CAMİLERİN FİNANSMANINDA ARAP ÜLKELERİNDE OLAN BAĞIMLILIĞIN AZALTILMASI AMAÇLANIYOR
Camilere vergi getirilmesini öneren milletvekilleri, bu vergilerin camilerin finanasman konusunda Arap ülkelerine bağımlılığını azaltacağını ve karmaşık ‘yasadışı şemayı' önlemeye yardımcı olacağını düşünüyor. Almanya'yı rahatsız eden bir başka konu da, Almanya'daki müsülmanların baş finansörleri Riyad ve Ankara'nın bağış yoluyla Avrupa'daki siyasi etkilerini arttırmaya çalışmalarıdır.
Federal Meclis'teki oturumda, Almanya'nın önde gelen partileri CDU, CSU ve SPD Almanya'daki üç bin caminin üçte birinin Türkiye tarafından finanse edildiğini açıkladı. Milletvekilleri, "Onlar Erdoğan rejiminin Alman sözcüleri gibi hareket ediyorlar.
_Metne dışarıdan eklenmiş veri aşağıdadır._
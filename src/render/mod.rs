//! Visual debugging of search results
//!
//! [`ResultImage`] copies the searched image and draws on top of it: a label
//! next to every point, the edges of the suppression windows, and paths that
//! connect points by index.

use std::path::Path;

use image::{Rgb, RgbImage};
use imageproc::drawing::draw_line_segment_mut;

use crate::error::{PointsError, Result};
use crate::models::{Color, Point};
use crate::searcher::PointSearcher;
use crate::utils::color_guard::guard_color;
use crate::utils::pixels::{PixelSource, to_rgb_image};

/// Bitmap font used for labels
pub mod font;

/// Default label color
pub const LABELS_COLOR: Color = Color::rgb(1, 14, 230);
/// Default suppression window edge color
pub const MARGINS_COLOR: Color = Color::rgb(255, 40, 247);
/// Default path line color
pub const LINES_COLOR: Color = Color::rgb(0, 255, 0);

/// Font scale used by [`ResultImage::draw_labels`]
pub const DEFAULT_FONT_SCALE: u32 = 2;

/// Labels start this many pixels above their point
const LABEL_OFFSET_Y: i64 = 20;
/// Row used instead when a label would start above the image
const LABEL_TOP_FLOOR: i64 = 30;
/// Labels never start closer than this to the right edge
const LABEL_RIGHT_RESERVE: i64 = 50;

/// Annotated copy of a searched image
pub struct ResultImage<'a, P> {
    searcher: &'a PointSearcher<P>,
    canvas: RgbImage,
    labels_color: Color,
    margins_color: Color,
    lines_color: Color,
}

impl<'a, P: PixelSource> ResultImage<'a, P> {
    /// Start from a copy of the searcher's image
    pub fn new(searcher: &'a PointSearcher<P>) -> Self {
        Self {
            searcher,
            canvas: to_rgb_image(searcher.pixels()),
            labels_color: LABELS_COLOR,
            margins_color: MARGINS_COLOR,
            lines_color: LINES_COLOR,
        }
    }

    /// Set the label color; channels must lie in `[0, 255]`
    pub fn set_labels_color(&mut self, red: i32, green: i32, blue: i32) -> Result<()> {
        self.labels_color = guard_color(red, green, blue)?;
        Ok(())
    }

    /// Set the window edge color; channels must lie in `[0, 255]`
    pub fn set_margins_color(&mut self, red: i32, green: i32, blue: i32) -> Result<()> {
        self.margins_color = guard_color(red, green, blue)?;
        Ok(())
    }

    /// Set the path color; channels must lie in `[0, 255]`
    pub fn set_lines_color(&mut self, red: i32, green: i32, blue: i32) -> Result<()> {
        self.lines_color = guard_color(red, green, blue)?;
        Ok(())
    }

    /// Label every point `t-<index>`
    pub fn draw_labels(&mut self) {
        self.draw_labels_with(|index, _| format!("t-{}", index), DEFAULT_FONT_SCALE);
    }

    /// Label every point with a caller supplied name
    pub fn draw_labels_with<F>(&mut self, name: F, scale: u32)
    where
        F: Fn(usize, &Point) -> String,
    {
        let color: Rgb<u8> = self.labels_color.into();
        let width = self.searcher.width() as i64;
        for (index, point) in self.searcher.points().iter().enumerate() {
            let (x, y) = label_origin(point, width);
            font::draw_text(&mut self.canvas, x, y, &name(index, point), color, scale);
        }
    }

    /// Paint every pixel marked as a suppression window edge
    pub fn draw_margins(&mut self) {
        let color: Rgb<u8> = self.margins_color.into();
        let width = self.searcher.width();
        let height = self.searcher.height();
        for y in 0..height.saturating_sub(1) {
            for x in 0..width.saturating_sub(1) {
                if self.searcher.is_border_pixel(x, y) {
                    self.canvas.put_pixel(x as u32, y as u32, color);
                }
            }
        }
    }

    /// Connect points listed by index in `path`
    ///
    /// With `double` a second line is drawn one pixel above the first. With
    /// `guard` any index missing from the point list fails the call before
    /// anything is drawn; without it, segments touching such an index are
    /// skipped.
    pub fn draw_path(&mut self, path: &[usize], double: bool, guard: bool) -> Result<()> {
        let points = self.searcher.points();
        if guard {
            if let Some(&index) = path.iter().find(|&&i| i >= points.len()) {
                return Err(PointsError::InvalidPath {
                    index,
                    len: points.len(),
                });
            }
        }
        if path.len() < 2 {
            return Ok(());
        }

        let color: Rgb<u8> = self.lines_color.into();
        for pair in path.windows(2) {
            let (Some(from), Some(to)) = (points.get(pair[0]), points.get(pair[1])) else {
                tracing::debug!("skipping path segment {} -> {}", pair[0], pair[1]);
                continue;
            };
            let start = (from.x as f32, from.y as f32);
            let end = (to.x as f32, to.y as f32);
            draw_line_segment_mut(&mut self.canvas, start, end, color);
            if double {
                draw_line_segment_mut(
                    &mut self.canvas,
                    (start.0, start.1 - 1.0),
                    (end.0, end.1 - 1.0),
                    color,
                );
            }
        }
        Ok(())
    }

    /// The annotated image
    pub fn canvas(&self) -> &RgbImage {
        &self.canvas
    }

    /// Take the annotated image
    pub fn into_image(self) -> RgbImage {
        self.canvas
    }

    /// Write the annotated image; the format follows the file extension
    pub fn save<Q: AsRef<Path>>(&self, path: Q) -> Result<()> {
        self.canvas.save(path.as_ref())?;
        Ok(())
    }
}

/// Top-left corner of a point's label
fn label_origin(point: &Point, width: i64) -> (i64, i64) {
    let mut y = point.y as i64 - LABEL_OFFSET_Y;
    if y < 0 {
        y = LABEL_TOP_FLOOR;
    }
    let x = (point.x as i64).min(width - LABEL_RIGHT_RESERVE).max(0);
    (x, y)
}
Bazı camilerde imamlar, daha şimdiden Türkiye'nin Suriye'deki Kürt birliklerine karşı zafer kazanması için dua ediyorlar" dedi.
'İBADETHANELER YERALTINA İNEBİLİR, BU DURUM RADİKALLEŞMEYİ BERABERİNDE GETİREBİLİR'
Diğer yandan, camilere vergi uygulamasının, birçok Müslümanı, özellikle de Arap mültecileri yeraltına iteceği endişesi var. Alman güvenlik servisleri İslam'daki radikal eğilim Selefizmin mülteciler arasında artan popülaritesinden dolayı uyarılar yapıyor. Mültecilerin gittikleri camilere yapılan mali yardımların kaynağına ulaşmak da çok zor görünüyor.
'ZORUNLU VERGİ KARARI, TOPLUMUN BÖLÜNMESİNE YOL AÇAR'
Kazan Federal Üniversitesi İslami Etütler Bölümü'nden Doçent Azat Ahunov, bu verginin nasıl toplanacağı konusunda başka bir problem görüyor. Ahunov, camilerdeki din görevlilerinin cemaatin hepsini takip edebileceğinden ve onlara belge verebileceğinden şüphe ediyor:
"Almanya'da kendini inançlı olarak tanımlamayan bir sürü etnik müslüman var. Ayrıca Ortodoksluk'tan İslam'a geçenler var. Bir çok karma evlilik var. Hepsi nasıl vergi ödemeye tabi tutulacak, büyük bir sorun. Bunun dışında, vergi İslam'da her zaman isteğe bağlıdır ve verginin mecburi kılınması büyük hoşnutsuzluk yaratabilir. Bu, Avrupa'daki toplumun bölünmesine katkı yapar."
'YARDIMLARIN POLİTİK ÖNEMİNİ ABARTMAYA GEREK YOK'
Ahunov, Avrupa'daki camileri Türkiye, Suudi Arabistan ve İran'ın yumuşak gücünün bir unsuru olarak görüyor. Ayrıca, imamlar ve mollalar gerçekten de cemaat arasında sponsorların gündemini anlatabilir:
"Türkiye, çoğunlukla Türk kökenli Alman vatandaşların ibadet ettikleri Alman camilerini finanse ediyor. Suudi Arabistan, Arapların gittiği Avrupa'daki camilere yardım ediyor. Cami cemaati imamlardan küçük vatanları hakkında bilgi alıyor. Bu yardımların politik önemini abartmaya gerek yoktur."
Ahunov'a göre, Müslüman nüfusun Avrupa genel meseleleri diyaloğuna dahil edilmesi, inanç vergisinden daha yararlı olabilir.